Lui ha detto che sarebbe utile se pure la Cgil si attivasse per la coalizione sociale.
«Su temi come questi non si risponde con le battute. Gli abbiamo proposto di condividere un documento che elimini ogni residuo dubbio».

E lui si è detto disponibile?
«Sarebbe utile per tutti».

Senza chiarimento ritirerete il sostegno alla manifestazione Fiom del 28 marzo?
«No, le due cose non vanno insieme. La Cgil è sempre e comunque con le sue categorie e i suoi lavoratori. Ma Landini deve sapere che quella non può diventare la manifestazione della coalizione sociale».

E se alla fine lo diventasse?
«Sarebbe un grande peccato, specie per i lavoratori».

C’è chi pensa che Landini entrerà in politica e chi pensa voglia scalare la Cgil «da sinistra». Lei che idea si è fatta? «Che si tratta di un dibattito non utile al cambiamento della Cgil e dannoso per i lavoratori e l’unità del mondo del lavoro, oggi più che mai necessaria, visto l’attacco ai diritti».

Sul Jobs act, lei è critica come Landini. Condivide l’idea di un referendum abrogativo? «La cosa fondamentale è costruire una proposta per un nuovo statuto dei lavoratori che sia inclusivo, superi la divisione tra le tante forme contrattuali e riconosca diritti universali anche al lavoro autonomo».

Ma il referendum? «Non è la nostra priorità, anche perché i referendum sono una scelta difficile per il sindacato. Poi certo, se dovessimo capire che sulla proposta di un nuovo statuto non c’è attenzione anche il referendum potrebbe diventare una strada. In quel caso, però, si è deciso che si consulteranno gli iscritti».

A proposito di iscritti. Come sarà eletto, nel 2018, il segretario Cgil? Con il metodo attuale, un congresso che somiglia ad una cooptazione, oppure con regole nuove? «La discussione è aperta, io penso si debba innovare sul coinvolgimento della base senza cedere a forme liquide, gassose o plebiscitarie».

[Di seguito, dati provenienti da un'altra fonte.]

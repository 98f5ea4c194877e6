use std::time::{Duration, Instant};

use dashmap::DashMap;

use crate::types::Topology;
use bus_core::config::DebounceConfig;

struct Seen {
    last_seen: Instant,
    is_bot: bool,
}

/// Tracks, per channel, who has spoken recently so the batcher can decide
/// whether a human is present and how many distinct participants are
/// active. Mirrors the presence bookkeeping `skynet-channels` keeps for
/// its heartbeat logic, scoped down to what the debounce decision needs.
pub struct TopologyTracker {
    channels: DashMap<String, DashMap<String, Seen>>,
    presence_window: Duration,
}

impl TopologyTracker {
    pub fn new(config: &DebounceConfig) -> Self {
        Self {
            channels: DashMap::new(),
            presence_window: Duration::from_secs_f64(config.human_presence_window_seconds),
        }
    }

    /// Record that `author` just spoke in `channel`.
    pub fn record(&self, channel: &str, author: &str, is_bot: bool) {
        let entry = self.channels.entry(channel.to_string()).or_default();
        entry.insert(author.to_string(), Seen { last_seen: Instant::now(), is_bot });
    }

    /// Current topology for `channel`, after pruning stale authors outside
    /// the presence window.
    pub fn detect(&self, channel: &str) -> Topology {
        let Some(authors) = self.channels.get(channel) else {
            return Topology::default();
        };
        let now = Instant::now();
        authors.retain(|_, seen| now.duration_since(seen.last_seen) <= self.presence_window);

        let participant_count = authors.len();
        let human_present = authors.iter().any(|entry| !entry.value().is_bot);
        Topology { participant_count, human_present }
    }
}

Provo a tradurre: niente primarie come nei partiti, niente elezione diretta da parte dei delegati in azienda?
«Sì, niente primarie. Quella dei delegati è un’ipotesi ma lascerebbe fuori le tante categorie che non hanno possibilità di eleggerli ed escluderebbe i precari che per definizione non hanno delegati. E non sarebbe giusto. Ci lavoreremo. E troveremo modalità che non lascino la scelta nelle mani solo del gruppo dirigente ristretto».

Landini non sarebbe il primo sindacalista a «scendere in campo». Cofferati, Epifani… Al passaggio in politica è contraria anche dopo, per chi il sindacato l’ha lasciato? «Sono sempre rispettosa delle scelte personali. Però credo che oggi la distinzione sia più importante che mai: non dobbiamo costruire l’idea, sbagliata, che fare politica e fare sindacato siano la stessa cosa».

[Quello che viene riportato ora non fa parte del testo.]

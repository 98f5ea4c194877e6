use std::sync::Arc;

use axum::{extract::State, Json};
use serde_json::{json, Value};

use bus_memory::MemoryLayer;

use crate::app::AppState;

/// `GET /tools/pps_health` — per-layer status (§6). Always exempt from
/// token validation (§4.9).
pub async fn pps_health(State(state): State<Arc<AppState>>) -> Json<Value> {
    let (raw, anchors, graph, crystals) = tokio::join!(
        state.memory.raw().health(),
        state.memory.anchors().health(),
        state.memory.graph().health(),
        state.memory.crystals().health(),
    );

    Json(json!({
        "status": "ok",
        "instance": state.instance.as_str(),
        "layers": {
            "raw": raw,
            "anchors": anchors,
            "graph": graph,
            "crystals": crystals,
        },
    }))
}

Lei non farà politica, quindi, dopo la fine del suo mandato che scade nel 2018? «Guardi, ho un’idea ancora più radicale. Credo ci sia un tempo per tutti e, dopo una vita intensa, uno si possa dedicare alle altre cose che ama davvero».

Quali sono per lei?
«La lettura, ad esempio, e il mare che a me piace molto. Se non si va mai fuori dai piedi si diventa un gigantesco tappo per quelli che vengono dopo. Magari si parla pure di rinnovamento ma poi nei fatti si bloccano i più giovani».

Andrà in pensione, quindi? «Nel 2018 non ci potrei andare, prima devo cambiare la legge Fomero (ride, ndr) che naturalmente va cambiata non per Susanna Camusso ma per gli sconquassi sociali che ha fatto e continua a fare. Poi, sì. Credo che ognuno a un certo punto debba concludere il suo percorso lavorativo. Altrimenti anche la Cgil rischia di diventare ostaggio di una generazione».